Strawberry Hill House
Entry: £10.80 adult; £5.40 student

Opening times;

Situated in Twickenham, in the London borough of Richmond, this spectacular home is like a whimsical fantasy Gothic wedding cake, built by Horace Walpole in between 1749 and 1776. The home he bought was originally named ‘Chopped Straw Hall’ which Walpole hated as he felt that his home should sound distinctive and elegant, so he renamed it Strawberry Hill House. Walking around the home, there is plenty of fascinating information available, so much so that you really feel like you get to know Horace and his quirks. It would seem he wasn’t in possession of much humility, and saw his fabulous house as a reflection of his own superiority and greatness. He published two editions of ‘A Description of the Villa of Mr. Horace Walpole at Strawberry Hill’ in order to make the world aware of the wonder of his home, and it is said that the interior inspired the author of The Castle of Otranto.

Though most of Horace’s collection was lost, the foundation are meticulously putting back together the home, piece by piece. You can’t help but gasp at the splendour and unrestrained glamour and frivolity of the design in this home, and it would appear that at the end, even Horace himself thought that perhaps he had overdone it…
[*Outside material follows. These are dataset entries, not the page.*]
use std::sync::{Arc, Mutex};
use std::time::{Duration, Instant};

use log::Logger;

use crate::config::{Settings, StoreSelection, SyncConfig};
use crate::errors::ConfigError;
use crate::fetcher::{HttpFetcher, Upstream};
use crate::store::{FileStore, PgStore, Store};

pub type SafeStore = dyn Store + Send + Sync;
pub type SafeUpstream = dyn Upstream + Send + Sync;

/// Everything a request handler or sync cycle needs, built once at
/// startup and shared by reference.
#[derive(Clone)]
pub struct Environment {
    pub logger: Arc<Logger>,
    pub upstream: Arc<SafeUpstream>,
    pub store: Option<Arc<SafeStore>>,
    pub config: Arc<SyncConfig>,
    pub songs_path: String,

    /// Held for the duration of one write-path cycle.
    pub(crate) sync_guard: Arc<tokio::sync::Mutex<()>>,

    pub(crate) health: Arc<HealthCache>,
}

impl Environment {
    pub fn new(
        logger: Arc<Logger>,
        upstream: Arc<SafeUpstream>,
        store: Option<Arc<SafeStore>>,
        config: SyncConfig,
    ) -> Self {
        Environment {
            logger,
            upstream,
            store,
            config: Arc::new(config),
            songs_path: "songs".to_owned(),
            sync_guard: Arc::new(tokio::sync::Mutex::new(())),
            health: Arc::new(HealthCache::new(Duration::from_secs(600))),
        }
    }

    /// Builds the upstream client and the selected store from settings.
    pub fn from_settings(logger: Arc<Logger>, settings: &Settings) -> Result<Self, ConfigError> {
        let upstream = HttpFetcher::new(settings.upstream_url.clone(), settings.fetch_timeout)?;

        let store: Option<Arc<SafeStore>> = match &settings.store {
            StoreSelection::Postgres { connection_string } => {
                Some(Arc::new(PgStore::connect_lazy(connection_string)?))
            }
            StoreSelection::File { path } => Some(Arc::new(FileStore::new(path.clone()))),
            StoreSelection::None => None,
        };

        let mut environment =
            Environment::new(logger, Arc::new(upstream), store, settings.sync.clone());
        environment.songs_path = settings.songs_path.clone();
        environment.health = Arc::new(HealthCache::new(settings.health_cache_ttl));

        Ok(environment)
    }

    /// Whether clients may attach favorites and comments to songs.
    pub fn can_add_to_favorites(&self) -> bool {
        self.store
            .as_ref()
            .map(|store| store.supports_interactions())
            .unwrap_or(false)
    }
}

/// Remembers the last store health check for a while.
pub struct HealthCache {
    ttl: Duration,
    last: Mutex<Option<(Instant, bool)>>,
}

impl HealthCache {
    pub fn new(ttl: Duration) -> Self {
        HealthCache {
            ttl,
            last: Mutex::new(None),
        }
    }

    pub fn get(&self) -> Option<bool> {
        let last = self.last.lock().ok()?;

        match *last {
            Some((checked_at, healthy)) if checked_at.elapsed() < self.ttl => Some(healthy),
            _ => None,
        }
    }

    pub fn set(&self, healthy: bool) {
        if let Ok(mut last) = self.last.lock() {
            *last = Some((Instant::now(), healthy));
        }
    }
}
use std::fmt;
use std::str::FromStr;

use serde::{Deserialize, Serialize};
use sqlx::FromRow;

use crate::error::AppError;

#[derive(Debug, Clone, Copy, PartialEq, Eq, Serialize, Deserialize)]
#[serde(rename_all = "lowercase")]
pub enum ClaimStatus {
    Pending,
    Approved,
    Rejected,
}

impl ClaimStatus {
    pub fn as_str(&self) -> &'static str {
        match self {
            ClaimStatus::Pending => "pending",
            ClaimStatus::Approved => "approved",
            ClaimStatus::Rejected => "rejected",
        }
    }
}

impl fmt::Display for ClaimStatus {
    fn fmt(&self, f: &mut fmt::Formatter<'_>) -> fmt::Result {
        f.write_str(self.as_str())
    }
}

impl FromStr for ClaimStatus {
    type Err = AppError;

    fn from_str(s: &str) -> Result<Self, Self::Err> {
        match s {
            "pending" => Ok(ClaimStatus::Pending),
            "approved" => Ok(ClaimStatus::Approved),
            "rejected" => Ok(ClaimStatus::Rejected),
            other => Err(AppError::InvalidState(format!(
                "invalid claim status '{}': expected approved, rejected or pending",
                other
            ))),
        }
    }
}

impl TryFrom<String> for ClaimStatus {
    type Error = AppError;

    fn try_from(value: String) -> Result<Self, Self::Error> {
        value.parse()
    }
}

#[derive(Debug, Clone, FromRow, Serialize, Deserialize)]
pub struct ItemClaimModel {
    pub id: i64,
    pub item_id: i64,
    pub claimant_id: uuid::Uuid,
    pub message: Option<String>,
    #[sqlx(try_from = "String")]
    pub status: ClaimStatus,
    pub created_at: chrono::DateTime<chrono::Utc>,
    pub updated_at: chrono::DateTime<chrono::Utc>,
}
Well! I begin to be ashamed of my magnificence.


49 36


Dennis Severs’ House
18 Folgate Street
Silent Night (£15 per person); Sunday Daytime £10 per person, £5 concessions

One of the lesser known treasure troves in London, and by far one of the best museums I’ve ever visited is the Dennis Severs’ House in Shoreditch. In itself a work of art in that it is a still life drama, an imagination by the Mr Severs of what life would have been like in the great town house for the Jervis family of Huguenot Silk Weavers who lived there before. Though the commentary throughout is a little too pretentious, give it just a cursory glance and instead soak up the atmosphere of the rooms, no detail in this time capsule is too small for the wonderful people that run this museum (The Spitalfields Historic Buildings Trust). A candle burns, a loaf of bread lies out, you walk in just as the imaginary family walks out. As the motto of the house, Aut Visum Aut Non!: ‘You either see it or you don’t’.

Dennis Severs House

Photo credit: Dennis Severs’ House,

Dennis Severs House 2

Photo credit: Dennis Severs’ House,

Dennis Severs 3

Photo credit: Dennis Severs’ House,

John Soane Museum
Lincoln’s Inn Fields
Tuesday to Saturday, 10:00 to 17:00 (last entry at 16:30)
Free Admission

A London favourite, this home is a trove of treasures amalgamated by the neo classical architect John Soane in the three homes he purpose built in Lincoln’s Inn Fields to house his collection.

John Soane Museum

Image credit:

God’s Own Junkyard
Unit 12, Ravenswood Industrial Estate

Friday – 11am to 9pm; Saturday – 11am to 9pm; Sunday – 11am to 6pm
Free Admission

Though seemingly completely different to the previous museums I have listed, this is yet another collection of art by a great master – Christopher Bracey. Walking in here is like stepping into a candy store, your eyes don’t know where to look, and you end up running around like a half crazed kid in excitement at all the bright neon colours and designs. Christopher not only made but collected famous neon signs that have appeared in some of the best known movies with stars such as Tom Cruise in Eyes Wide Shut, Johnny Depp in Charlie and the Chocolate Factory & Jack Nicholson in Batman. Once the film is over, the neon gets tossed in the bin, and Christopher would swoop in and bring it back to be carefully looked after and appreciated at the true Gods Own Junkyard.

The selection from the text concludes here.